Petroecuador was the majority partner in the consortium and is responsible for every site in question. Moreover, no remediation work in the oil producing region could occur without Petroecuador’s active involvement, participation, and authorization. Simply put, nothing could happen in Petroecuador’s oil fields, including a remediation ordered by the court, without Petroecuador.
Meanwhile, the government of Ecuador has already acknowledged that it expects to participate in any prospective remediation work. At a September 2009 press conference, Ecuador’s Prosecutor General, Washington Pesantez said, “Although I don’t have the exact figures, 10 percent would go to the plaintiffs if Chevron is found guilty; 90 percent would be delivered to the State for remediation or bio-remediation activities that would serve to correct biologic and chemical mechanisms…”

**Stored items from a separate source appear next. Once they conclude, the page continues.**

//! PostgreSQL instance metrics
//!
//! Every metric kind maps to exactly one statement against the server's
//! introspection views. Results are normalized into a `MetricSample`:
//! - ratios are 0-100 percentages
//! - sizes are raw byte counts
//! - rates are per-second averages over the requested period
//! - null or missing values become `0`, flagged with `value_missing` (the
//!   primary value) or listed under `missing` (detail columns) in details

use chrono::{DateTime, Utc};
use serde::{Deserialize, Serialize};
use serde_json::{Map, Value};
use std::collections::BTreeMap;
use std::fmt;
use std::str::FromStr;
use std::sync::Arc;
use tracing::warn;

use crate::error::CollectorError;
use crate::query::{as_f64, Connection, QueryExecutor, Row};

/// The closed set of collectable metrics
#[derive(Debug, Clone, Copy, PartialEq, Eq, Hash, PartialOrd, Ord, Serialize, Deserialize)]
#[serde(rename_all = "snake_case")]
pub enum MetricKind {
    CpuUtilization,
    MemoryUtilization,
    DiskUtilization,
    ConnectionCount,
    TransactionRate,
    CacheHitRatio,
    IndexUsage,
    TableSize,
    IndexSize,
    VacuumStatus,
}

impl MetricKind {
    pub const ALL: [MetricKind; 10] = [
        MetricKind::CpuUtilization,
        MetricKind::MemoryUtilization,
        MetricKind::DiskUtilization,
        MetricKind::ConnectionCount,
        MetricKind::TransactionRate,
        MetricKind::CacheHitRatio,
        MetricKind::IndexUsage,
        MetricKind::TableSize,
        MetricKind::IndexSize,
        MetricKind::VacuumStatus,
    ];

    pub fn as_str(&self) -> &'static str {
        match self {
            MetricKind::CpuUtilization => "cpu_utilization",
            MetricKind::MemoryUtilization => "memory_utilization",
            MetricKind::DiskUtilization => "disk_utilization",
            MetricKind::ConnectionCount => "connection_count",
            MetricKind::TransactionRate => "transaction_rate",
            MetricKind::CacheHitRatio => "cache_hit_ratio",
            MetricKind::IndexUsage => "index_usage",
            MetricKind::TableSize => "table_size",
            MetricKind::IndexSize => "index_size",
            MetricKind::VacuumStatus => "vacuum_status",
        }
    }

    /// The statement backing this metric
    fn query(&self, period_seconds: u64) -> String {
        match self {
            // Active backends relative to the connection ceiling; Postgres
            // exposes no host CPU counters through SQL.
            MetricKind::CpuUtilization => "SELECT now() AS timestamp, \
                   a.active::float8 AS active_connections, \
                   m.max::float8 AS max_connections, \
                   a.active::float8 / NULLIF(m.max, 0)::float8 * 100 AS cpu_utilization \
                 FROM (SELECT count(*) AS active FROM pg_stat_activity WHERE state = 'active') a, \
                      (SELECT current_setting('max_connections')::int AS max) m"
                .to_string(),
            MetricKind::MemoryUtilization => "SELECT now() AS timestamp, \
                   sb.bytes AS shared_buffers_bytes, \
                   ecs.bytes AS effective_cache_size_bytes, \
                   sb.bytes / NULLIF(ecs.bytes, 0) * 100 AS memory_utilization \
                 FROM (SELECT setting::float8 * 8192 AS bytes FROM pg_settings WHERE name = 'shared_buffers') sb, \
                      (SELECT setting::float8 * 8192 AS bytes FROM pg_settings WHERE name = 'effective_cache_size') ecs"
                .to_string(),
            MetricKind::DiskUtilization => "SELECT now() AS timestamp, \
                   d.size AS database_size, \
                   t.size AS total_size, \
                   d.size / NULLIF(t.size, 0) * 100 AS disk_utilization \
                 FROM (SELECT pg_database_size(current_database())::float8 AS size) d, \
                      (SELECT sum(pg_database_size(datname))::float8 AS size FROM pg_database \
                       WHERE has_database_privilege(datname, 'CONNECT')) t"
                .to_string(),
            MetricKind::ConnectionCount => "SELECT now() AS timestamp, \
                   (SELECT count(*) FROM pg_stat_activity)::float8 AS connection_count, \
                   (SELECT count(*) FROM pg_stat_activity WHERE state = 'active')::float8 AS active_connections, \
                   (SELECT count(*) FROM pg_stat_activity WHERE state = 'idle')::float8 AS idle_connections, \
                   (SELECT count(*) FROM pg_stat_activity WHERE state = 'idle in transaction')::float8 \
                     AS idle_in_transaction_connections, \
                   current_setting('max_connections')::float8 AS max_connections"
                .to_string(),
            MetricKind::TransactionRate => format!(
                "SELECT now() AS timestamp, \
                   sum(xact_commit + xact_rollback)::float8 AS total_transactions, \
                   {period}::float8 AS period_seconds, \
                   sum(xact_commit + xact_rollback)::float8 / {period} AS transaction_rate \
                 FROM pg_stat_database WHERE datname = current_database()",
                period = period_seconds.max(1)
            ),
            MetricKind::CacheHitRatio => "SELECT now() AS timestamp, \
                   sum(heap_blks_hit)::float8 AS heap_blocks_hit, \
                   sum(heap_blks_read)::float8 AS heap_blocks_read, \
                   sum(heap_blks_hit)::float8 / NULLIF(sum(heap_blks_hit + heap_blks_read), 0) * 100 \
                     AS cache_hit_ratio \
                 FROM pg_statio_user_tables"
                .to_string(),
            MetricKind::IndexUsage => "SELECT now() AS timestamp, \
                   sum(idx_scan)::float8 AS index_scans, \
                   sum(seq_scan)::float8 AS sequential_scans, \
                   sum(idx_scan)::float8 / NULLIF(sum(idx_scan + seq_scan), 0) * 100 AS index_usage \
                 FROM pg_stat_user_tables"
                .to_string(),
            MetricKind::TableSize => "SELECT now() AS timestamp, \
                   count(*)::float8 AS table_count, \
                   sum(pg_total_relation_size(quote_ident(schemaname) || '.' || quote_ident(tablename)))::float8 \
                     AS total_table_size \
                 FROM pg_tables WHERE schemaname NOT IN ('pg_catalog', 'information_schema')"
                .to_string(),
            MetricKind::IndexSize => "SELECT now() AS timestamp, \
                   count(*)::float8 AS index_count, \
                   sum(pg_relation_size(quote_ident(schemaname) || '.' || quote_ident(indexname)))::float8 \
                     AS total_index_size \
                 FROM pg_indexes WHERE schemaname NOT IN ('pg_catalog', 'information_schema')"
                .to_string(),
            MetricKind::VacuumStatus => "SELECT now() AS timestamp, \
                   count(*) FILTER (WHERE n_dead_tup > 0)::float8 AS tables_needing_vacuum, \
                   sum(n_dead_tup)::float8 AS dead_tuples \
                 FROM pg_stat_user_tables"
                .to_string(),
        }
    }

    /// Column carrying the sample's value
    fn value_column(&self) -> &'static str {
        match self {
            MetricKind::TableSize => "total_table_size",
            MetricKind::IndexSize => "total_index_size",
            MetricKind::VacuumStatus => "tables_needing_vacuum",
            other => other.as_str(),
        }
    }

    /// Auxiliary columns copied into the sample's details
    fn detail_columns(&self) -> &'static [&'static str] {
        match self {
            MetricKind::CpuUtilization => &["active_connections", "max_connections"],
            MetricKind::MemoryUtilization => &["shared_buffers_bytes", "effective_cache_size_bytes"],
            MetricKind::DiskUtilization => &["database_size", "total_size"],
            MetricKind::ConnectionCount => &[
                "active_connections",
                "idle_connections",
                "idle_in_transaction_connections",
                "max_connections",
            ],
            MetricKind::TransactionRate => &["total_transactions", "period_seconds"],
            MetricKind::CacheHitRatio => &["heap_blocks_hit", "heap_blocks_read"],
            MetricKind::IndexUsage => &["index_scans", "sequential_scans"],
            MetricKind::TableSize => &["table_count"],
            MetricKind::IndexSize => &["index_count"],
            MetricKind::VacuumStatus => &["dead_tuples"],
        }
    }
}

impl fmt::Display for MetricKind {
    fn fmt(&self, f: &mut fmt::Formatter<'_>) -> fmt::Result {
        f.write_str(self.as_str())
    }
}

impl FromStr for MetricKind {
    type Err = CollectorError;

    fn from_str(s: &str) -> Result<Self, Self::Err> {
        MetricKind::ALL
            .iter()
            .copied()
            .find(|kind| kind.as_str() == s)
            .ok_or_else(|| CollectorError::UnsupportedMetric(s.to_string()))
    }
}

/// One collected value with its auxiliary readings
#[derive(Debug, Clone, PartialEq, Serialize)]
pub struct MetricSample {
    pub timestamp: DateTime<Utc>,
    pub value: f64,
    pub details: Map<String, Value>,
}

impl MetricSample {
    fn failed(timestamp: DateTime<Utc>, error: &CollectorError) -> Self {
        let mut details = Map::new();
        details.insert("error".to_string(), Value::String(error.to_string()));
        Self {
            timestamp,
            value: 0.0,
            details,
        }
    }

    fn from_row(kind: MetricKind, row: Option<&Row>, fallback: DateTime<Utc>) -> Self {
        let mut details = Map::new();

        let timestamp = row
            .and_then(|r| r.get("timestamp"))
            .and_then(Value::as_str)
            .and_then(|s| DateTime::parse_from_rfc3339(s).ok())
            .map(|dt| dt.with_timezone(&Utc))
            .unwrap_or(fallback);

        let value = match row.and_then(|r| as_f64(r.get(kind.value_column()))) {
            Some(v) if v.is_finite() => v,
            _ => {
                details.insert("value_missing".to_string(), Value::Bool(true));
                0.0
            }
        };

        // Absent readings still read as 0.0 but are listed under `missing`
        let mut missing = Vec::new();
        for column in kind.detail_columns() {
            let reading = match row.and_then(|r| as_f64(r.get(*column))) {
                Some(v) if v.is_finite() => v,
                _ => {
                    missing.push(Value::from(*column));
                    0.0
                }
            };
            details.insert(column.to_string(), Value::from(reading));
        }
        if !missing.is_empty() {
            details.insert("missing".to_string(), Value::Array(missing));
        }

        Self {
            timestamp,
            value,
            details,
        }
    }

    /// `<rfc3339>: <value>` followed by the details as JSON
    pub fn render(&self) -> String {
        let mut out = format!("{}: {}", self.timestamp.to_rfc3339(), self.value);
        if !self.details.is_empty() {
            out.push_str(&format!("\nDetails: {}", Value::Object(self.details.clone())));
        }
        out
    }
}

/// Samples collected together under one timestamp
#[derive(Debug, Clone, Serialize)]
pub struct MetricBatch {
    pub timestamp: DateTime<Utc>,
    pub samples: BTreeMap<MetricKind, MetricSample>,
}

pub struct MetricCollector {
    executor: Arc<dyn QueryExecutor>,
}

impl MetricCollector {
    pub fn new(executor: Arc<dyn QueryExecutor>) -> Self {
        Self { executor }
    }

    /// Collect a single metric
    pub async fn collect(
        &self,
        connection: &Connection,
        kind: MetricKind,
        period_seconds: u64,
        as_user: Option<&str>,
    ) -> Result<MetricSample, CollectorError> {
        let result = self
            .executor
            .execute(connection, &kind.query(period_seconds), as_user)
            .await?;
        Ok(MetricSample::from_row(kind, result.first(), Utc::now()))
    }

    /// Collect a metric by its wire name
    pub async fn collect_named(
        &self,
        connection: &Connection,
        name: &str,
        period_seconds: u64,
        as_user: Option<&str>,
    ) -> Result<MetricSample, CollectorError> {
        let kind: MetricKind = name.parse()?;
        self.collect(connection, kind, period_seconds, as_user).await
    }

    /// Collect several metrics; a failing kind yields a zeroed sample carrying the error
    pub async fn collect_many(
        &self,
        connection: &Connection,
        kinds: &[MetricKind],
        period_seconds: u64,
        as_user: Option<&str>,
    ) -> MetricBatch {
        let timestamp = Utc::now();
        let mut samples = BTreeMap::new();

        for kind in kinds {
            let sample = match self
                .collect(connection, *kind, period_seconds, as_user)
                .await
            {
                Ok(sample) => sample,
                Err(e) => {
                    warn!("Error getting metric {} on '{}': {}", kind, connection.name, e);
                    MetricSample::failed(timestamp, &e)
                }
            };
            samples.insert(*kind, sample);
        }

        MetricBatch { timestamp, samples }
    }
}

In addition, “the fact Cabrera’s company is qualified to bid on clean-up contracts offered by” Petroecuador is extremely relevant: — Cabrera’s report attempts at every turn to exonerate Petroecuador for 20 years of sloppy practices. In his report Cabrera exonerates Petroecuador of the current environmental conditions in the region, grossly inflates the scope of remediation and costs of the work, and even calls on the court to award $375 million to upgrade Petroecuador’s infrastructure. Cabrera’s company’s registration to do work for Petroecuador provides the perfect incentive for Cabrera to go to such absurd lengths to lavish benefits on Petroecuador in his report, and the perfect opportunity for Petroecuador to return the favor.
“Cabrera by virtue of his role in the case would be barred from having a role in a future clean-up.”
This statement is inherently contradictory and is made without any factual support. First the Amazon Defense Front says there is no conflict at all, and then it says that Cabrera does indeed have a conflict of interest. His financial stake in remediation explains why Cabrera, on at least ten different occasions, concealed from the court his conflict of interest — a violation of Ecuador law. Accordingly, Cabrera’s report should be rejected and Cabrera’s connection to Petroecuador should be investigated.
Chevron has consistently argued that it is not getting a fair trial in Ecuador. Evidence presented to the court shows Texaco Petroleum’s remediation was thorough and complete. Amazon Defense Front has teamed up with the government of Ecuador to try to shift the liability of Petroecuador to Chevron by pressuring the company into an unjust settlement using a biased and improperly influenced court and a partisan and unqualified “independent” analyst.